Anyway, thanks for the coverage Jarry! Steven Walling (WMF) • talk 22:30, 23 January 2013 (UTC)[reply]

  • "885 servers" - Are you sure that's just in tampa and dc data centers. The blog post made it sound like that was the grand total, and there are a couple servers in the Netherlands. Bawolff (talk) 22:50, 23 January 2013 (UTC)[reply]
    • I had my own doubts, so I asked that very question on IRC yesterday. Unfortunately I didn't get an answer, so I decided to leave it as-is. - Jarry1250 [Deliberation needed] 22:59, 23 January 2013 (UTC)[reply]

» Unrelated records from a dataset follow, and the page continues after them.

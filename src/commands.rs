//! Command builders for the label format.
//!
//! The header defines the label layout once (three barcode fields, six text
//! fields, three human-readable fields). Each block then fills those fields
//! for one item and prints a number of copies.

use crate::layout::LabelLines;
use crate::markers::{Marker, MarkerStyle};
use std::fmt;

/// Line terminator the device's parser expects after every command.
pub const CRLF: &str = "\r\n";

/// One header command: an optional marker after `STX`, then the literal body.
struct HeaderCommand {
    prefix: Option<Marker>,
    body: &'static str,
}

macro_rules! hdr {
    ($prefix:ident, $body:expr) => {
        HeaderCommand {
            prefix: Some(Marker::$prefix),
            body: $body,
        }
    };
    ($body:expr) => {
        HeaderCommand {
            prefix: None,
            body: $body,
        }
    };
}

/// Device setup and field definitions. Positions and sizes are the physical
/// layout of the label stock and must stay verbatim.
static HEADER: &[HeaderCommand] = &[
    hdr!(Si, "g1,420"),
    hdr!(Si, "d5"),
    hdr!(Si, "s50"),
    hdr!(Esc, "P;"),
    hdr!("E1,1;A1,ETIQ2J;"),
    hdr!("L39;D0;"),
    hdr!("B0,BR0;o60,210;f1;c6,0;h50;w1;r0;i1;d0,12"),
    hdr!("B1,BR1;o60,480;f1;c6,0;h50;w1;r0;i1;d0,12"),
    hdr!("B2,BR2;o60,730;f1;c6,0;h50;w1;r0;i1;d0,12"),
    hdr!("H3,TX3;o10,260;f1;c25;h8;w7;d0,25;"),
    hdr!("H4,TX4;o30,260;f1;c25;h8;w7;d0,25;"),
    hdr!("H5,TX5;o10,530;f1;c25;h8;w7;d0,25;"),
    hdr!("H6,TX6;o30,530;f1;c25;h8;w7;d0,25;"),
    hdr!("H7,TX7;o10,790;f1;c25;h8;w7;d0,25;"),
    hdr!("H8,TX8;o30,790;f1;c25;h8;w7;d0,25;"),
    hdr!("I0;o110,220;f1;c25;h12;w12;"),
    hdr!("I1;o110,490;f1;c25;h12;w12;"),
    hdr!("I2;o110,740;f1;c25;h12;w12;"),
    hdr!("R"),
];

/// Barcode fields written by a main block.
const MAIN_BARCODES: [&str; 3] = ["BR0", "BR1", "BR2"];
/// Text field pairs (first line, second line) written by a main block.
const MAIN_TEXT_PAIRS: [(&str, &str); 3] = [("TX3", "TX4"), ("TX5", "TX6"), ("TX7", "TX8")];

#[derive(Debug, Clone, Copy, PartialEq, Eq)]
pub enum BlockKind {
    /// Three label positions, prints `qty` copies.
    Main,
    /// One label position, prints exactly one copy.
    Residual,
}

impl fmt::Display for BlockKind {
    fn fmt(&self, f: &mut fmt::Formatter<'_>) -> fmt::Result {
        match self {
            BlockKind::Main => write!(f, "main"),
            BlockKind::Residual => write!(f, "residual"),
        }
    }
}

/// Ordered command lines for one print job.
#[derive(Debug, Clone, PartialEq, Eq)]
pub struct CommandBlock {
    pub kind: BlockKind,
    pub quantity: u64,
    pub lines: Vec<String>,
}

impl CommandBlock {
    /// Every command followed by CRLF, ready to be placed in the document.
    pub fn render(&self) -> String {
        let mut out = String::new();
        for line in &self.lines {
            out.push_str(line);
            out.push_str(CRLF);
        }
        out
    }
}

/// Builds header and blocks with a given marker mapping.
#[derive(Debug, Clone, Copy, Default)]
pub struct LabelFormat {
    pub markers: MarkerStyle,
}

impl LabelFormat {
    pub fn new(markers: MarkerStyle) -> Self {
        Self { markers }
    }

    /// The 19 setup commands followed by one empty separator line.
    pub fn header(&self) -> Vec<String> {
        let mut lines: Vec<String> = HEADER
            .iter()
            .map(|cmd| {
                let prefix = cmd.prefix.map(|m| self.markers.emit(m)).unwrap_or("");
                self.command(&format!("{}{}", prefix, cmd.body))
            })
            .collect();
        lines.push(String::new());
        lines
    }

    /// Fill all three label positions with `code` and both text lines, then
    /// print `qty` copies.
    pub fn main_block(&self, code: &str, text: &LabelLines, qty: u64) -> CommandBlock {
        let mut lines = vec![self.record_start()];
        for field in MAIN_BARCODES {
            lines.push(self.assign(field, code));
        }
        for (first, second) in MAIN_TEXT_PAIRS {
            lines.push(self.assign(first, &text.line1));
            lines.push(self.assign(second, &text.line2));
        }
        lines.push(self.quantity(qty));
        lines.push(self.record_end());
        CommandBlock {
            kind: BlockKind::Main,
            quantity: qty,
            lines,
        }
    }

    /// Fill only the first label position and print a single copy.
    pub fn residual_block(&self, code: &str, text: &LabelLines) -> CommandBlock {
        let lines = vec![
            self.record_start(),
            self.assign("BR0", code),
            self.assign("TX3", &text.line1),
            self.assign("TX4", &text.line2),
            self.quantity(1),
            self.record_end(),
        ];
        CommandBlock {
            kind: BlockKind::Residual,
            quantity: 1,
            lines,
        }
    }

    fn m(&self, marker: Marker) -> &'static str {
        self.markers.emit(marker)
    }

    /// `STX body ETX`
    fn command(&self, body: &str) -> String {
        format!("{}{}{}", self.m(Marker::Stx), body, self.m(Marker::Etx))
    }

    fn record_start(&self) -> String {
        self.command(&format!("{}E1{}", self.m(Marker::Esc), self.m(Marker::Can)))
    }

    /// `STX ESC F"field" LF value ETX`
    fn assign(&self, field: &str, value: &str) -> String {
        self.command(&format!(
            "{}F\"{}\"{}{}",
            self.m(Marker::Esc),
            field,
            self.m(Marker::Lf),
            value
        ))
    }

    fn quantity(&self, qty: u64) -> String {
        self.command(&format!("{}{}", self.m(Marker::Us), qty))
    }

    fn record_end(&self) -> String {
        self.command(self.m(Marker::Etb))
    }
}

The data centre migration seems to coincide with a delay I've been seeing in article cache invalidation. Prior to 22 January, edits I submitted were immediately reflected as the latest version of the article, assuming the page wasn't subject to pending change review (ah, the ever-increasing indignities of editing without logging in). In other words, after supplying an edit summary and submitting a change, the article page would automatically refresh, perhaps with a brief delay, with the changes visible. This isn't necessarily true anymore. In the past, even when the site was under a heavy load for one reason or another, a subsequent null edit would let me see the version of the article that reflected my changes; that isn't necessarily true anymore. Another change I never saw until now: it is possible for a null edit/purge to fail even when article history shows my changes. In other words, it now appears possible for the most recent WP:permalink for an article to differ from the default version of an article. Assuming I had just edited Metacarcinus these can now differ, something I haven't seen before, after years of editing:

68.165.77.6 (talk) 04:23, 25 January 2013 (UTC)[reply]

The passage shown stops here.